WORK INSTRUCTIONS:
Going through the data below, find how many lines include the word "AtomicBool", and reply with that number alone.
DATA TO PROCESS below:
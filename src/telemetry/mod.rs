//! Process-local counters and gauges shared by the ingest components.

mod error;
mod registry;

pub use error::TelemetryError;
pub use registry::{MetricKind, MetricsSnapshot, SharedMetricsRegistry};

use log::warn;

/// Metric updates never fail the caller; errors are logged and dropped.
pub(crate) fn log_metric_error<T>(context: &str, result: Result<T, TelemetryError>) -> Option<T> {
    match result {
        Ok(value) => Some(value),
        Err(err) => {
            warn!(
                "event=telemetry_metric_error context={} error={}",
                context, err
            );
            None
        }
    }
}
#![allow(dead_code)]

use std::sync::atomic::{AtomicBool, AtomicUsize, Ordering};
use std::sync::{Arc, Mutex};
use std::thread::{self, ThreadId};
use xsite_ingest::{
    CommandId, HashPartitioner, InMemoryStateTransferMetrics, InMemoryStore, InternalMetadata,
    PipelineError, PutCommand, SegmentId, StateChunk, StateConsumer, StateEntry,
    TrackingCommitManager, TransactionError, TransactionId, TransactionManager, WriteContext,
    WriteFlag, WriteFlags, WritePipeline,
};

/// What a pipeline saw for one put, including the shape of the context it
/// arrived with.
#[derive(Debug, Clone)]
pub struct RecordedWrite {
    pub command: CommandId,
    pub key: Vec<u8>,
    pub segment: SegmentId,
    pub flags: WriteFlags,
    pub internal_metadata: InternalMetadata,
    pub transaction: Option<TransactionId>,
    pub state_transfer_flag: Option<WriteFlag>,
    pub lock_owner: Option<CommandId>,
    pub thread: ThreadId,
}

/// Records every put and optionally forwards it to a real pipeline. A key
/// registered with [`RecordingPipeline::fail_on_key`] is rejected without
/// being forwarded.
pub struct RecordingPipeline {
    inner: Option<Arc<dyn WritePipeline>>,
    fail_on: Mutex<Option<Vec<u8>>>,
    writes: Mutex<Vec<RecordedWrite>>,
}

impl RecordingPipeline {
    pub fn new() -> Self {
        Self {
            inner: None,
            fail_on: Mutex::new(None),
            writes: Mutex::new(Vec::new()),
        }
    }

    pub fn forwarding(inner: Arc<dyn WritePipeline>) -> Self {
        Self {
            inner: Some(inner),
            ..Self::new()
        }
    }

    pub fn fail_on_key(&self, key: &str) {
        *self.fail_on.lock().unwrap() = Some(key.as_bytes().to_vec());
    }

    pub fn writes(&self) -> Vec<RecordedWrite> {
        self.writes.lock().unwrap().clone()
    }

    pub fn attempted_keys(&self) -> Vec<String> {
        self.writes()
            .into_iter()
            .map(|write| String::from_utf8(write.key).unwrap())
            .collect()
    }
}

impl WritePipeline for RecordingPipeline {
    fn apply(&self, ctx: &mut WriteContext, put: PutCommand) -> Result<(), PipelineError> {
        let (state_transfer_flag, lock_owner) = match ctx {
            WriteContext::Transactional(tx) => (tx.state_transfer_flag(), None),
            WriteContext::SingleKey(single) => (None, single.lock_owner()),
        };
        self.writes.lock().unwrap().push(RecordedWrite {
            command: put.id,
            key: put.key.clone(),
            segment: put.segment,
            flags: put.flags,
            internal_metadata: put.internal_metadata.clone(),
            transaction: ctx.transaction(),
            state_transfer_flag,
            lock_owner,
            thread: thread::current().id(),
        });
        if self.fail_on.lock().unwrap().as_deref() == Some(put.key.as_slice()) {
            return Err(PipelineError::Rejected {
                key: String::from_utf8_lossy(&put.key).into_owned(),
                reason: "injected failure".into(),
            });
        }
        match &self.inner {
            Some(inner) => inner.apply(ctx, put),
            None => Ok(()),
        }
    }
}

/// Wraps a real transaction manager and injects commit / rollback failures.
pub struct FlakyTransactionManager {
    inner: Arc<dyn TransactionManager>,
    fail_commit: AtomicBool,
    fail_rollback: AtomicBool,
    pub begins: AtomicUsize,
    pub commits: AtomicUsize,
    pub rollbacks: AtomicUsize,
}

impl FlakyTransactionManager {
    pub fn new(inner: Arc<dyn TransactionManager>) -> Self {
        Self {
            inner,
            fail_commit: AtomicBool::new(false),
            fail_rollback: AtomicBool::new(false),
            begins: AtomicUsize::new(0),
            commits: AtomicUsize::new(0),
            rollbacks: AtomicUsize::new(0),
        }
    }

    pub fn fail_commit(&self) {
        self.fail_commit.store(true, Ordering::SeqCst);
    }

    pub fn fail_rollback(&self) {
        self.fail_rollback.store(true, Ordering::SeqCst);
    }
}

impl TransactionManager for FlakyTransactionManager {
    fn begin(&self) -> Result<(), TransactionError> {
        self.begins.fetch_add(1, Ordering::SeqCst);
        self.inner.begin()
    }

    fn commit(&self) -> Result<(), TransactionError> {
        self.commits.fetch_add(1, Ordering::SeqCst);
        if self.fail_commit.load(Ordering::SeqCst) {
            let transaction = self
                .inner
                .current_transaction()
                .ok_or(TransactionError::NoTransaction)?;
            return Err(TransactionError::CommitFailed {
                transaction,
                reason: "injected commit failure".into(),
            });
        }
        self.inner.commit()
    }

    fn rollback(&self) -> Result<(), TransactionError> {
        self.rollbacks.fetch_add(1, Ordering::SeqCst);
        let transaction = self.inner.current_transaction();
        self.inner.rollback()?;
        match transaction {
            Some(transaction) if self.fail_rollback.load(Ordering::SeqCst) => {
                Err(TransactionError::RollbackFailed {
                    transaction,
                    reason: "injected rollback failure".into(),
                })
            }
            _ => Ok(()),
        }
    }

    fn current_transaction(&self) -> Option<TransactionId> {
        self.inner.current_transaction()
    }
}

/// A store plus the consumer wired to it.
pub struct Harness {
    pub store: Arc<InMemoryStore>,
    pub tracker: Arc<TrackingCommitManager>,
    pub partitioner: Arc<HashPartitioner>,
    pub pipeline: Arc<RecordingPipeline>,
    pub metrics: InMemoryStateTransferMetrics,
    pub consumer: StateConsumer,
}

impl Harness {
    pub fn transactional(cache: &str) -> Self {
        Self::build(cache, |store| Some(store as Arc<dyn TransactionManager>))
    }

    pub fn non_transactional(cache: &str) -> Self {
        Self::build(cache, |_| None)
    }

    pub fn with_transaction_manager(
        cache: &str,
        manager: impl FnOnce(Arc<InMemoryStore>) -> Arc<dyn TransactionManager>,
    ) -> Self {
        Self::build(cache, |store| Some(manager(store)))
    }

    fn build(
        cache: &str,
        manager: impl FnOnce(Arc<InMemoryStore>) -> Option<Arc<dyn TransactionManager>>,
    ) -> Self {
        let tracker = Arc::new(TrackingCommitManager::new());
        let store = Arc::new(InMemoryStore::new(cache, tracker.clone()));
        let partitioner = Arc::new(HashPartitioner::new(16));
        let pipeline = Arc::new(RecordingPipeline::forwarding(store.clone()));
        let metrics = InMemoryStateTransferMetrics::default();
        let mut builder = StateConsumer::builder(
            cache,
            partitioner.clone(),
            pipeline.clone(),
            tracker.clone(),
        )
        .metrics(Arc::new(metrics.clone()));
        if let Some(manager) = manager(store.clone()) {
            builder = builder.transaction_manager(manager);
        }
        Self {
            store,
            tracker,
            partitioner,
            pipeline,
            metrics,
            consumer: builder.build(),
        }
    }
}

pub fn chunk(pairs: &[(&str, &str)]) -> StateChunk {
    pairs
        .iter()
        .map(|(key, value)| {
            StateEntry::new(key.as_bytes().to_vec(), value.as_bytes().to_vec())
                .with_internal_metadata(InternalMetadata::from_site("dc2", 1))
        })
        .collect()
}

pub fn value_of(store: &InMemoryStore, key: &str) -> Option<String> {
    store
        .get(key.as_bytes())
        .map(|value| String::from_utf8(value).unwrap())
}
End of DATA TO PROCESS.
RESULT FOR THIS TASK:
5